What you have to do: Go through the listing below and list every line with "right".

Start of Excerpted data

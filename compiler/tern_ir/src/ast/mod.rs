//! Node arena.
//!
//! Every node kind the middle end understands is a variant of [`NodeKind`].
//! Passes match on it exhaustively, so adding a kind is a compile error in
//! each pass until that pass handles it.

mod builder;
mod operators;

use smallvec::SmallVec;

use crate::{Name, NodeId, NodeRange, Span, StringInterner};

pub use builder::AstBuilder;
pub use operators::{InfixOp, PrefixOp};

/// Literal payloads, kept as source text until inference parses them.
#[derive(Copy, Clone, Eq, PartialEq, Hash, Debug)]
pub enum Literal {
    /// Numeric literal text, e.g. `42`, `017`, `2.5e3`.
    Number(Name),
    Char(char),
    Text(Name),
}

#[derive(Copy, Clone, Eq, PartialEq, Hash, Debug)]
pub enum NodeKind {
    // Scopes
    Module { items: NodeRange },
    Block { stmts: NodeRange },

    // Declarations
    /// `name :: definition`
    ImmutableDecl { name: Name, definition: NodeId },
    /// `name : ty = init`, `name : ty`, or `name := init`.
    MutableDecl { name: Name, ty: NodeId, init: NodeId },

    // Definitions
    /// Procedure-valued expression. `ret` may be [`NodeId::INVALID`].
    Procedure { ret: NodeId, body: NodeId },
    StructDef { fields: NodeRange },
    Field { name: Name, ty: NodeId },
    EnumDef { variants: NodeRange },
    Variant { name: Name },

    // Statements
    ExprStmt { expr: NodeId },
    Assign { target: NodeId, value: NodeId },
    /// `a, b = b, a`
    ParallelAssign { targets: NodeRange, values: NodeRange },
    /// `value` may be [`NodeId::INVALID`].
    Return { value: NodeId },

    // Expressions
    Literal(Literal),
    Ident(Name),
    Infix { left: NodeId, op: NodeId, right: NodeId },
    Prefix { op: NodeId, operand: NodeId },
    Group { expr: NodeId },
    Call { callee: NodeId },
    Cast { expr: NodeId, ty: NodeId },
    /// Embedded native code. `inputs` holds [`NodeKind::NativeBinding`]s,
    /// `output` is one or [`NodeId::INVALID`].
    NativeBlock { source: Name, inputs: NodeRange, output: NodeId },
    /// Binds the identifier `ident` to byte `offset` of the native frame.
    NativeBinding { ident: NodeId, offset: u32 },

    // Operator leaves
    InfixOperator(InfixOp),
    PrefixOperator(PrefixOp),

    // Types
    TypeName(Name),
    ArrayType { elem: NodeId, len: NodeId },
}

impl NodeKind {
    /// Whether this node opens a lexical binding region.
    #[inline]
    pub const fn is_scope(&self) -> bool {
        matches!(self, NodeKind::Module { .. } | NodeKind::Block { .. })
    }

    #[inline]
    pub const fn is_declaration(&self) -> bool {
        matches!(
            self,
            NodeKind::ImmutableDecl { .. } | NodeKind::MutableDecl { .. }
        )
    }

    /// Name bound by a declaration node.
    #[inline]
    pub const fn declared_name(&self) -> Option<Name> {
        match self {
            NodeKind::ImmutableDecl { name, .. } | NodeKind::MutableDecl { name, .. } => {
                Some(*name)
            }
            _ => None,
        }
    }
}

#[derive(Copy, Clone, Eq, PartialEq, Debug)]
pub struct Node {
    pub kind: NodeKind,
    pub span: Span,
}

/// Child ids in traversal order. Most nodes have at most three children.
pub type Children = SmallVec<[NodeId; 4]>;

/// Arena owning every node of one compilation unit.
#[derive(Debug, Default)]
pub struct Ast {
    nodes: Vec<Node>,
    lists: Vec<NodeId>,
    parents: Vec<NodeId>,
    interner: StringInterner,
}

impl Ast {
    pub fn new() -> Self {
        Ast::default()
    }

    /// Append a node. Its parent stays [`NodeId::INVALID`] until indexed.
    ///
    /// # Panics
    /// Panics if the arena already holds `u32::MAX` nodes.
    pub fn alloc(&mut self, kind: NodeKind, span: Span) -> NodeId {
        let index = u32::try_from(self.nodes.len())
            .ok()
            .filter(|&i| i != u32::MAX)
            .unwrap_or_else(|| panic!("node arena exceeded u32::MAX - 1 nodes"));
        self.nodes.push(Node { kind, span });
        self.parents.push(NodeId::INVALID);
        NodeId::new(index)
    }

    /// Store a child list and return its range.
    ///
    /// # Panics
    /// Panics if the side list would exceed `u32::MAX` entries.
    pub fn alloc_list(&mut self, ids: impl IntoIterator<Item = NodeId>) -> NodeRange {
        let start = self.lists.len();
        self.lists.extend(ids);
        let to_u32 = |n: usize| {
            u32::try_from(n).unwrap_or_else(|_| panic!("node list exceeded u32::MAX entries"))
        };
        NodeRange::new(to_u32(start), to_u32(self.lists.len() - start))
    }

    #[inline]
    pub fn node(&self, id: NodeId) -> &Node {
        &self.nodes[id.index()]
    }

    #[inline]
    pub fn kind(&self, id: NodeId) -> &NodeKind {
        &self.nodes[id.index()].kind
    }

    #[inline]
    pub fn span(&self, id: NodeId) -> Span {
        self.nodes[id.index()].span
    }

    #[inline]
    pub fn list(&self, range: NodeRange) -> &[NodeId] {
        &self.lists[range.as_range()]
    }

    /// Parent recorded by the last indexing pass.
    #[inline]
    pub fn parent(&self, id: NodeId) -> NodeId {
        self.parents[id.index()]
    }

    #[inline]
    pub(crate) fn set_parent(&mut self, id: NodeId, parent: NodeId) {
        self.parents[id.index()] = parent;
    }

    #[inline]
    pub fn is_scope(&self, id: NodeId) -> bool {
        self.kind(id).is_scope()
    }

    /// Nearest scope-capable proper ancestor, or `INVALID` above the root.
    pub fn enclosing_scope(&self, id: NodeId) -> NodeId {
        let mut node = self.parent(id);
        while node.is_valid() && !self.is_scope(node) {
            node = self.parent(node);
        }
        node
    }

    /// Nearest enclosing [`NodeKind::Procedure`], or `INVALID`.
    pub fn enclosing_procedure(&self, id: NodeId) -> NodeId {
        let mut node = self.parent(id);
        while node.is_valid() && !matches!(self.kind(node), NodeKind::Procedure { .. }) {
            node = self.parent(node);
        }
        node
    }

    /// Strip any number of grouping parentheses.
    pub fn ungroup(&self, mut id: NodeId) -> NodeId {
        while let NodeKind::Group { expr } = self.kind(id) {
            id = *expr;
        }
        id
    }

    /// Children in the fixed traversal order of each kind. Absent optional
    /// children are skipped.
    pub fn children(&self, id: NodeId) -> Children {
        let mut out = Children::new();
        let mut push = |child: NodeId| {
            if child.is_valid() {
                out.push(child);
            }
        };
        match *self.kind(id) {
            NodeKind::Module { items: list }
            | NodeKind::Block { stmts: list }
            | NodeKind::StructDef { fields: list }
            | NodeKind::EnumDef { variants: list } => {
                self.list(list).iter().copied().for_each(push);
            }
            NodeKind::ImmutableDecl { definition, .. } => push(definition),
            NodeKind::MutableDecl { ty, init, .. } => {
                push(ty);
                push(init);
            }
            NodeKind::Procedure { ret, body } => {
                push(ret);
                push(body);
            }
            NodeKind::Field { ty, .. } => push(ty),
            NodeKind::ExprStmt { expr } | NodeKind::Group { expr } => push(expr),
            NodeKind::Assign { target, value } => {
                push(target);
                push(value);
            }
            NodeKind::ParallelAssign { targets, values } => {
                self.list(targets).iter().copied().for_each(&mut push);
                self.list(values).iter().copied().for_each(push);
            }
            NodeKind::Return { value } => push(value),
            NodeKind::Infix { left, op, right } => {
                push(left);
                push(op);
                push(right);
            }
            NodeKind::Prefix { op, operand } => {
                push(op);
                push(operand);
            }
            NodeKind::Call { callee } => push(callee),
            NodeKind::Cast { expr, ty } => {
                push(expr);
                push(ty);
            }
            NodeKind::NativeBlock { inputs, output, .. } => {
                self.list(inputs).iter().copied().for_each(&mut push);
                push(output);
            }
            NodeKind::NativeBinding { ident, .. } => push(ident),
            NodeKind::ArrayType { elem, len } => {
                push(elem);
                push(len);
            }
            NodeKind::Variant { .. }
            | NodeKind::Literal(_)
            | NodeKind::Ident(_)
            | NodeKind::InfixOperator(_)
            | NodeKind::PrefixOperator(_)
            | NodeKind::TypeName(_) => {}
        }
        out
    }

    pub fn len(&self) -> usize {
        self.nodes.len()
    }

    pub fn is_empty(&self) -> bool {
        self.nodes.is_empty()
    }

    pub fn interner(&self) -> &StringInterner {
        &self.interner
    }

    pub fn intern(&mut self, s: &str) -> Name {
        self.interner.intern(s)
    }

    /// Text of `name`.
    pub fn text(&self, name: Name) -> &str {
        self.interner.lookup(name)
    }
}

End of Excerpted data

Exercise solution:
    Infix { left: NodeId, op: NodeId, right: NodeId },
            NodeKind::Infix { left, op, right } => {
                push(right);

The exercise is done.